Na infância, passava as férias na casa de meus avós em São João da Boa Vista, no interior de São Paulo. A residência deles ficava na avenida principal que, tempos atrás, não tinha muito movimento. Da sacada de meu quarto, eu observava carroças, bicicletas, homens a cavalo, alguns automóveis. Nada muito interessante, a não ser Niquita. Quando ela passava, eu ganhava o dia.

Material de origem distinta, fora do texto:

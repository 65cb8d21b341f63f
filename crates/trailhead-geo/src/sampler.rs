//! Position sources and the sampler that publishes their readings.
//!
//! A [`PositionWatch`] is the producer contract: it mirrors a platform's
//! `watchPosition`/`clearWatch` pair. Once started it pushes readings into a
//! [`SampleSink`] from whatever context the platform calls back on.
//! [`GeoSampler::start`] drains that sink on a tokio task and publishes
//! every reading on the event channel as [`EngineEvent::Position`]; it is
//! the only origin of position events.
//!
//! Two kinds of watch exist behind the one contract: platform watches (real
//! GPS, or a recorded track replayed with its original timing) and the
//! [`SimulatedPointer`], where a user-driven pointer replaces the platform
//! entirely. Downstream code cannot tell which one is active.
//!
//! The [`SamplerGuard`] owns the watch. Stopping or dropping the guard
//! clears the watch and ends the draining task on every exit path.

use std::sync::{Arc, Mutex, PoisonError};

use tokio::sync::mpsc;
use tokio::task::JoinHandle;
use tracing::{debug, info, warn};
use trailhead_events::EventChannel;
use trailhead_types::{EngineEvent, PositionSample};

use crate::error::LocationError;

/// Nominal accuracy reported by the simulated pointer, in meters.
pub const SIMULATED_ACCURACY_M: f64 = 5.0;

/// One update from a watch: a fix or a failure.
pub type WatchUpdate = Result<PositionSample, LocationError>;

/// Where a running watch delivers its readings.
///
/// Cheap to clone. Pushing after the sampler has stopped is a no-op that
/// returns `false`.
#[derive(Debug, Clone)]
pub struct SampleSink {
    tx: mpsc::UnboundedSender<WatchUpdate>,
}

impl SampleSink {
    /// Create a sink and the receiver that drains it.
    pub fn channel() -> (Self, mpsc::UnboundedReceiver<WatchUpdate>) {
        let (tx, rx) = mpsc::unbounded_channel();
        (Self { tx }, rx)
    }

    /// Deliver a reading.
    pub fn push(&self, sample: PositionSample) -> bool {
        self.tx.send(Ok(sample)).is_ok()
    }

    /// Report a failure. The sampler stops after the first failure.
    pub fn fail(&self, error: LocationError) -> bool {
        self.tx.send(Err(error)).is_ok()
    }

    /// Whether the sampler has stopped listening.
    pub fn is_closed(&self) -> bool {
        self.tx.is_closed()
    }
}

/// A continuous position source with a start/stop lifecycle.
pub trait PositionWatch: Send + 'static {
    /// Short name for logs.
    fn name(&self) -> &'static str;

    /// Begin delivering readings into `sink`.
    ///
    /// # Errors
    ///
    /// Returns a [`LocationError`] if the source cannot start (permission
    /// denied, no hardware, already running).
    fn start(&mut self, sink: SampleSink) -> Result<(), LocationError>;

    /// Stop delivering readings and release platform resources. Must be
    /// idempotent.
    fn stop(&mut self);
}

/// Pointer-driven position override.
///
/// Clones share one pointer: hand one clone to [`GeoSampler::start`] and
/// keep another to move the pointer. Moves made while the pointer is not
/// running are ignored.
#[derive(Debug, Clone, Default)]
pub struct SimulatedPointer {
    sink: Arc<Mutex<Option<SampleSink>>>,
}

impl SimulatedPointer {
    /// Create an idle pointer.
    pub fn new() -> Self {
        Self::default()
    }

    /// Move the pointer, emitting a sample stamped with the current time.
    ///
    /// Returns `false` if the pointer is not running.
    pub fn move_to(&self, lat: f64, lng: f64) -> bool {
        let guard = self.sink.lock().unwrap_or_else(PoisonError::into_inner);
        guard.as_ref().is_some_and(|sink| {
            sink.push(PositionSample::now(lat, lng, SIMULATED_ACCURACY_M))
        })
    }

    /// Whether a sampler is currently listening to this pointer.
    pub fn is_running(&self) -> bool {
        self.sink
            .lock()
            .unwrap_or_else(PoisonError::into_inner)
            .as_ref()
            .is_some_and(|sink| !sink.is_closed())
    }
}

impl PositionWatch for SimulatedPointer {
    fn name(&self) -> &'static str {
        "simulated-pointer"
    }

    fn start(&mut self, sink: SampleSink) -> Result<(), LocationError> {
        let mut slot = self.sink.lock().unwrap_or_else(PoisonError::into_inner);
        if slot.as_ref().is_some_and(|s| !s.is_closed()) {
            return Err(LocationError::AlreadyStarted);
        }
        *slot = Some(sink);
        Ok(())
    }

    fn stop(&mut self) {
        self.sink
            .lock()
            .unwrap_or_else(PoisonError::into_inner)
            .take();
    }
}

type SharedWatch = Arc<Mutex<Box<dyn PositionWatch>>>;

/// Starts position watches and publishes their samples.
#[derive(Debug, Clone, Copy, Default)]
pub struct GeoSampler;

impl GeoSampler {
    /// Start `watch` and publish its samples on `channel`.
    ///
    /// Must be called from within a tokio runtime. If the watch fails to
    /// start, the failure is logged and the returned guard is inert.
    pub fn start(watch: Box<dyn PositionWatch>, channel: &EventChannel) -> SamplerGuard {
        let source = watch.name();
        let watch: SharedWatch = Arc::new(Mutex::new(watch));
        let (sink, mut rx) = SampleSink::channel();

        let started = watch
            .lock()
            .unwrap_or_else(PoisonError::into_inner)
            .start(sink);
        if let Err(error) = started {
            warn!(source, %error, "position watch failed to start; no samples will arrive");
            return SamplerGuard {
                watch,
                task: None,
                source,
            };
        }
        info!(source, "position watch started");

        let channel = channel.clone();
        let task_watch = Arc::clone(&watch);
        let task = tokio::spawn(async move {
            let mut delivered: u64 = 0;
            while let Some(update) = rx.recv().await {
                match update {
                    Ok(sample) => {
                        delivered = delivered.saturating_add(1);
                        debug!(
                            source,
                            lat = sample.lat,
                            lng = sample.lng,
                            accuracy_m = sample.accuracy_meters,
                            "position sample"
                        );
                        channel.emit(&EngineEvent::Position(sample));
                    }
                    Err(error) => {
                        warn!(source, %error, "position watch failed; sampler stopped");
                        task_watch
                            .lock()
                            .unwrap_or_else(PoisonError::into_inner)
                            .stop();
                        break;
                    }
                }
            }
            debug!(source, delivered, "sampler task finished");
        });

        SamplerGuard {
            watch,
            task: Some(task),
            source,
        }
    }
}

/// Owns a running watch and its draining task.
///
/// Dropping the guard stops the watch.
pub struct SamplerGuard {
    watch: SharedWatch,
    task: Option<JoinHandle<()>>,
    source: &'static str,
}

impl SamplerGuard {
    /// Name of the underlying watch.
    pub const fn source(&self) -> &'static str {
        self.source
    }

    /// Whether samples are still being published.
    pub fn is_running(&self) -> bool {
        self.task.as_ref().is_some_and(|t| !t.is_finished())
    }

    /// Wait until the watch ends on its own (track exhausted, failure).
    ///
    /// Returns immediately if the sampler never started or was stopped.
    pub async fn finished(&mut self) {
        if let Some(task) = self.task.as_mut() {
            if let Err(error) = task.await {
                if !error.is_cancelled() {
                    warn!(source = self.source, %error, "sampler task panicked");
                }
            }
            self.task = None;
        }
    }

    /// Stop the watch and the draining task. Idempotent.
    pub fn stop(&mut self) {
        self.watch
            .lock()
            .unwrap_or_else(PoisonError::into_inner)
            .stop();
        if let Some(task) = self.task.take() {
            task.abort();
            info!(source = self.source, "position watch stopped");
        }
    }
}

impl Drop for SamplerGuard {
    fn drop(&mut self) {
        self.stop();
    }
}

impl core::fmt::Debug for SamplerGuard {
    fn fmt(&self, f: &mut core::fmt::Formatter<'_>) -> core::fmt::Result {
        f.debug_struct("SamplerGuard")
            .field("source", &self.source)
            .field("running", &self.is_running())
            .finish()
    }
}
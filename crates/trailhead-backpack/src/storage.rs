//! Client-side persistent key-value storage.
//!
//! Values are JSON strings. Two keys exist per game:
//!
//! - `trailhead:backpack:<slug>`: the backpack snapshot
//! - `trailhead:drops:<slug>`: the bounded drop-log cache
//!
//! Readers must tolerate a key being absent (first run) or holding garbage
//! (interrupted write, manual edits). [`read_json`] folds both cases into
//! `None` and logs the latter.

use std::collections::HashMap;
use std::fs;
use std::io::ErrorKind;
use std::path::{Path, PathBuf};
use std::sync::{Mutex, PoisonError};

use serde::Serialize;
use serde::de::DeserializeOwned;
use tracing::warn;
use trailhead_types::Slug;

use crate::error::StorageError;

/// Storage key of a game's backpack snapshot.
pub fn backpack_key(slug: &Slug) -> String {
    format!("trailhead:backpack:{slug}")
}

/// Storage key of a game's drop-log cache.
pub fn drops_key(slug: &Slug) -> String {
    format!("trailhead:drops:{slug}")
}

/// String key-value persistence.
///
/// Implementations are synchronous and must be cheap enough to call from
/// inside short critical sections.
pub trait KeyValueStore: Send + Sync + std::fmt::Debug {
    /// Read a raw value. `Ok(None)` when the key has never been written.
    fn get(&self, key: &str) -> Result<Option<String>, StorageError>;

    /// Write a raw value, replacing any previous one.
    fn set(&self, key: &str, value: &str) -> Result<(), StorageError>;

    /// Delete a key. Removing an absent key is not an error.
    fn remove(&self, key: &str) -> Result<(), StorageError>;
}

/// Read and deserialize a JSON value.
///
/// Absent keys, read failures and malformed JSON all yield `None`; the
/// latter two are logged.
pub fn read_json<T: DeserializeOwned>(store: &dyn KeyValueStore, key: &str) -> Option<T> {
    let raw = match store.get(key) {
        Ok(raw) => raw?,
        Err(e) => {
            warn!(key, error = %e, "storage read failed");
            return None;
        }
    };
    match serde_json::from_str(&raw) {
        Ok(value) => Some(value),
        Err(e) => {
            warn!(key, error = %e, "discarding malformed stored value");
            None
        }
    }
}

/// Serialize and write a JSON value.
pub fn write_json<T: Serialize>(
    store: &dyn KeyValueStore,
    key: &str,
    value: &T,
) -> Result<(), StorageError> {
    let raw = serde_json::to_string(value)?;
    store.set(key, &raw)
}

// ---------------------------------------------------------------------------
// In-memory store
// ---------------------------------------------------------------------------

/// Volatile store for tests and ephemeral sessions.
#[derive(Debug, Default)]
pub struct MemoryStore {
    entries: Mutex<HashMap<String, String>>,
}

impl MemoryStore {
    /// Create an empty store.
    pub fn new() -> Self {
        Self::default()
    }

    /// Number of stored keys.
    pub fn len(&self) -> usize {
        self.entries.lock().unwrap_or_else(PoisonError::into_inner).len()
    }

    /// Whether nothing has been stored.
    pub fn is_empty(&self) -> bool {
        self.len() == 0
    }
}

impl KeyValueStore for MemoryStore {
    fn get(&self, key: &str) -> Result<Option<String>, StorageError> {
        let entries = self.entries.lock().unwrap_or_else(PoisonError::into_inner);
        Ok(entries.get(key).cloned())
    }

    fn set(&self, key: &str, value: &str) -> Result<(), StorageError> {
        self.entries
            .lock()
            .unwrap_or_else(PoisonError::into_inner)
            .insert(key.to_owned(), value.to_owned());
        Ok(())
    }

    fn remove(&self, key: &str) -> Result<(), StorageError> {
        self.entries
            .lock()
            .unwrap_or_else(PoisonError::into_inner)
            .remove(key);
        Ok(())
    }
}

// ---------------------------------------------------------------------------
// File-backed store
// ---------------------------------------------------------------------------

/// One JSON file per key under a directory.
///
/// Writes go to a sibling temp file that is then renamed over the target,
/// so a crash mid-write leaves either the old or the new value.
#[derive(Debug, Clone)]
pub struct FileStore {
    dir: PathBuf,
}

impl FileStore {
    /// Store files under `dir`. The directory is created on first write.
    pub fn new(dir: impl Into<PathBuf>) -> Self {
        Self { dir: dir.into() }
    }

    /// The backing directory.
    pub fn dir(&self) -> &Path {
        &self.dir
    }

    fn path_for(&self, key: &str) -> PathBuf {
        self.dir.join(format!("{}.json", file_stem(key)))
    }
}

/// Escape a key into a file stem. Lowercase ASCII letters, digits, `-` and
/// `.` pass through; every other byte becomes `%XX`, so distinct keys never
/// share a file, even on case-insensitive filesystems.
fn file_stem(key: &str) -> String {
    let mut stem = String::with_capacity(key.len());
    for byte in key.bytes() {
        if byte.is_ascii_lowercase() || byte.is_ascii_digit() || matches!(byte, b'-' | b'.') {
            stem.push(char::from(byte));
        } else {
            stem.push_str(&format!("%{byte:02X}"));
        }
    }
    stem
}

impl KeyValueStore for FileStore {
    fn get(&self, key: &str) -> Result<Option<String>, StorageError> {
        match fs::read_to_string(self.path_for(key)) {
            Ok(raw) => Ok(Some(raw)),
            Err(e) if e.kind() == ErrorKind::NotFound => Ok(None),
            Err(e) => Err(e.into()),
        }
    }

    fn set(&self, key: &str, value: &str) -> Result<(), StorageError> {
        fs::create_dir_all(&self.dir)?;
        let target = self.path_for(key);
        let tmp = target.with_extension("json.tmp");
        fs::write(&tmp, value)?;
        fs::rename(&tmp, &target)?;
        Ok(())
    }

    fn remove(&self, key: &str) -> Result<(), StorageError> {
        match fs::remove_file(self.path_for(key)) {
            Ok(()) => Ok(()),
            Err(e) if e.kind() == ErrorKind::NotFound => Ok(()),
            Err(e) => Err(e.into()),
        }
    }
}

Niquita era uma preta velha, miserável, louca e carismática. Moradora de rua, vivia acompanhada de cachorros vira-latas. Vez por outra, desfilava em andrajos bem no meio da avenida, acompanhada dos cães, muito parecidos com ela: esqueléticos, sarnentos, esfomeados, desenganados da vida.
Não sei se Niquita era velha ou se era moça com aparência de idosa, por causa dos maus tratos, do sofrimento, do abandono, da pobreza. Tampouco sei se era mesmo louca. Diziam que era porque “falava sozinha” o tempo todo. Disparava impropérios, aos gritos, em seu itinerário para lugar nenhum, rodeada da matilha, todos andando juntos, sem rumo definido. Impressionante em Niquita é que ela não apenas passava, mas passava aos berros, vociferando contra tudo e contra todos. Não me lembro do que ela dizia, mesmo porque não conseguia ouvir direito, mas, com certeza, ela tinha razão. Niquita era enfática, decidida, fascinante.
Eu costumava buscar entre parentes e amigos informações sobre essa estranha mulher. Ninguém sabia nada sobre ela, eu só ouvia especulações, suposições. Mas será que nenhuma boa alma se incomodava com a situação de Niquita? De onde ela veio? Por que parecia sempre tão sozinha? O que lhe fizeram para que fosse jogada naquela situação e ficasse indignada, enlouquecida? Ora, diziam-me, ela simplesmente é louca.
Niquita discursava ininterruptamente, sem que ninguém a levasse a sério. Certa manhã, com remela nos olhos, passou irada, gritando todos os palavrões existentes em língua portuguesa.
Tanta amargura tinha que ter uma razão. Ou várias. Quis encontrar Niquita, conversar com ela, mas não consegui. Crianças eram muito vigiadas e sem autonomia. Até que Niquita morreu. Foi um choque. Quem contou não tinha detalhes sobre o fato. Onde enterraram Niquita? E os cachorros, alguém iria cuidar deles? Do que ela morreu? Sofreu, estava sozinha?
Jamais consegui dados sobre essa mulher. Talvez algumas pessoas se preocupassem com ela ou mesmo tenham cuidado dela, mas não pude confirmar nada. Depois de anos, soube que ela foi velada no cemitério local e que os cães estavam todos lá, ao redor do caixão.
Assim é a história de muitas mulheres. Sofrimentos, injustiças, reclamações jamais proferidas ou ouvidas. Sem amparo, sem ajuda, sem respeito, sem amor, sem dinheiro. Pena que não tenham todas saído para a rua, seguidas de seus filhos, seus cachorros, seus bens mais preciosos, gritando impropérios contra a desigualdade social, racial, sentimental, estrutural.
Niquita não era louca. Estava coberta de razão. Não sei, em detalhes, o que aconteceu em sua vida, mas, só de olhar para ela, ficava evidente que não foi nada de bom. Seu rosto permanece imortalizado em pintura do artista Ronaldo Noronha, uma preciosidade sanjoanense.
O que fazer quando a dor é grande e a incompreensão é maior ainda?
Embora as mulheres tenham conseguido avançar bastante na conquista de seus direitos, muitas ainda são espancadas dentro da própria casa, estupradas por pais, padrastos, irmãos ou tios, assassinadas por maridos, ex-maridos, ex-namorados, desrespeitadas no local de trabalho, humilhadas dentro e fora da família. E tudo acontece em silêncio, quase sem reclamação. Faltam direitos, como o controle do próprio corpo, equipamentos sociais de amparo à maternidade, salários dignos e equiparados aos dos homens, e participação proporcional nas instâncias de poder.
Hoje, revendo o passado, é possível entender porque Niquita impressionava todo mundo: expunha seu infortúnio publicamente, nos moldes de um bloco carnavalesco, e ainda reclamava sem parar, em altos brados, exatamente como se deve fazer.
O artigo foi publicado no jornal Folha de São Paulo no dia 08/03/2007. Atualizado em março de 2014.